**INFORMATION SUPPLIED**
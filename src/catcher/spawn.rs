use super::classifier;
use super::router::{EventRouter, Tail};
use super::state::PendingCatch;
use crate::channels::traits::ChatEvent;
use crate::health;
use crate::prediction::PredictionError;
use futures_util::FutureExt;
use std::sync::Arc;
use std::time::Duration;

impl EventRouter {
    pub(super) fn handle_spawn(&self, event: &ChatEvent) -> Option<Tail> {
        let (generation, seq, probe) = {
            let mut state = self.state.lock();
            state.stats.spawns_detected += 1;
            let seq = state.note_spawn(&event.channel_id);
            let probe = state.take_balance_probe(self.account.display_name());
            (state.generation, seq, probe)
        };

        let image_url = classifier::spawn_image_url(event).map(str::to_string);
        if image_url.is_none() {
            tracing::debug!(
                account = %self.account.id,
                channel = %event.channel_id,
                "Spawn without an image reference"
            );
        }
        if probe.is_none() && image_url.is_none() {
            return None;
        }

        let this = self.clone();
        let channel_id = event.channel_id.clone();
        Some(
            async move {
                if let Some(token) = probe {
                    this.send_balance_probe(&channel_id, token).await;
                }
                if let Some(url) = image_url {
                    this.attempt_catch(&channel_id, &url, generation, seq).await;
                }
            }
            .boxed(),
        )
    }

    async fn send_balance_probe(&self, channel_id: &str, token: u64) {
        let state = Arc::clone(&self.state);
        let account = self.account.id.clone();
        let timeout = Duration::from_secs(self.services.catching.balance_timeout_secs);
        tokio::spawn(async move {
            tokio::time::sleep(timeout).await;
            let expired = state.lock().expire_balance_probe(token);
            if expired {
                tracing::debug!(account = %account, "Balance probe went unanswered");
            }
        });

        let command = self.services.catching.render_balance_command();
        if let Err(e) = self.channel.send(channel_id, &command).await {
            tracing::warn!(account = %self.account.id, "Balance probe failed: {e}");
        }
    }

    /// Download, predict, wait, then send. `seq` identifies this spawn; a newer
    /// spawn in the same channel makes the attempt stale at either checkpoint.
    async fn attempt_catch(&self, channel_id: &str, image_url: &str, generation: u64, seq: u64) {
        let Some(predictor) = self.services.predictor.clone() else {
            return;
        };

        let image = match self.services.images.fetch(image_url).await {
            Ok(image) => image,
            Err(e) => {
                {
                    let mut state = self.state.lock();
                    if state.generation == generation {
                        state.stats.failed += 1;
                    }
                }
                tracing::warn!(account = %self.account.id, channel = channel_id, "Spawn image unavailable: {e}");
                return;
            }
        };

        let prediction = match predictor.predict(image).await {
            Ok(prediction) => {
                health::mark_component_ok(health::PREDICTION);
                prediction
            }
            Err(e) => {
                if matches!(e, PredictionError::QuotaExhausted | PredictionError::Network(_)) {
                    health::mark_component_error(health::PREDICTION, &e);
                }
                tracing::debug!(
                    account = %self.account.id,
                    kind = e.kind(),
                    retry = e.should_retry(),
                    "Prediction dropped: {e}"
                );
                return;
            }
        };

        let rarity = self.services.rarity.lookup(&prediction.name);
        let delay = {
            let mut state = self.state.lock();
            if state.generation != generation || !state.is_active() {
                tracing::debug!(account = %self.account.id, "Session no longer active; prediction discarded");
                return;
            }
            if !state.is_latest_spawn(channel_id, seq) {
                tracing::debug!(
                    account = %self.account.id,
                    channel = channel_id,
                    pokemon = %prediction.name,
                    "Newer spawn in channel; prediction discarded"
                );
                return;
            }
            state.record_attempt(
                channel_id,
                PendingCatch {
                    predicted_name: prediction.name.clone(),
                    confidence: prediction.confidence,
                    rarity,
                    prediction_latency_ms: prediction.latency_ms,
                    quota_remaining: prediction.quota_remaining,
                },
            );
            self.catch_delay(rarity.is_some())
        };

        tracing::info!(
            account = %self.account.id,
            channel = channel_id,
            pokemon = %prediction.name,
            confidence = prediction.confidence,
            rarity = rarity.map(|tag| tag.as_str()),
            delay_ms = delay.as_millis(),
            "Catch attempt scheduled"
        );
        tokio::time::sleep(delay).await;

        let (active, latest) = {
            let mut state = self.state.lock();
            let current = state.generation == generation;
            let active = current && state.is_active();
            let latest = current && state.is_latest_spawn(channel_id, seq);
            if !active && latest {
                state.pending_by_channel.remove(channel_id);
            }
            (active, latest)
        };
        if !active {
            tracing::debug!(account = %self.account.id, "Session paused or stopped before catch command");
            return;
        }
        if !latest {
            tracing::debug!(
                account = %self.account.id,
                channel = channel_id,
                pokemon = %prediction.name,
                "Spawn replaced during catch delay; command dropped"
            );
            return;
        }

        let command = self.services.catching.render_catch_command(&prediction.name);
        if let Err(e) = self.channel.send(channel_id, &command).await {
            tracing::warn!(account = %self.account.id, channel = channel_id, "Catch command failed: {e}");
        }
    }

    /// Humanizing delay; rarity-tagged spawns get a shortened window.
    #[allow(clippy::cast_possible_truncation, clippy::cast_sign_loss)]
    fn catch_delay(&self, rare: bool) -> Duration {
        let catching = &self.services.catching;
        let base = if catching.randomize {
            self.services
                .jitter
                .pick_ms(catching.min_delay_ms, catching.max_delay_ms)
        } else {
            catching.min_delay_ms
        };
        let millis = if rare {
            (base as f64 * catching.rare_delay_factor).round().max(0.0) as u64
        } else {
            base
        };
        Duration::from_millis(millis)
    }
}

**WORK REQUEST**
Look through the entries above. Copy out every line holding the word "base".

**ANSWER TO THIS TASK**
        let base = if catching.randomize {
            (base as f64 * catching.rare_delay_factor).round().max(0.0) as u64
            base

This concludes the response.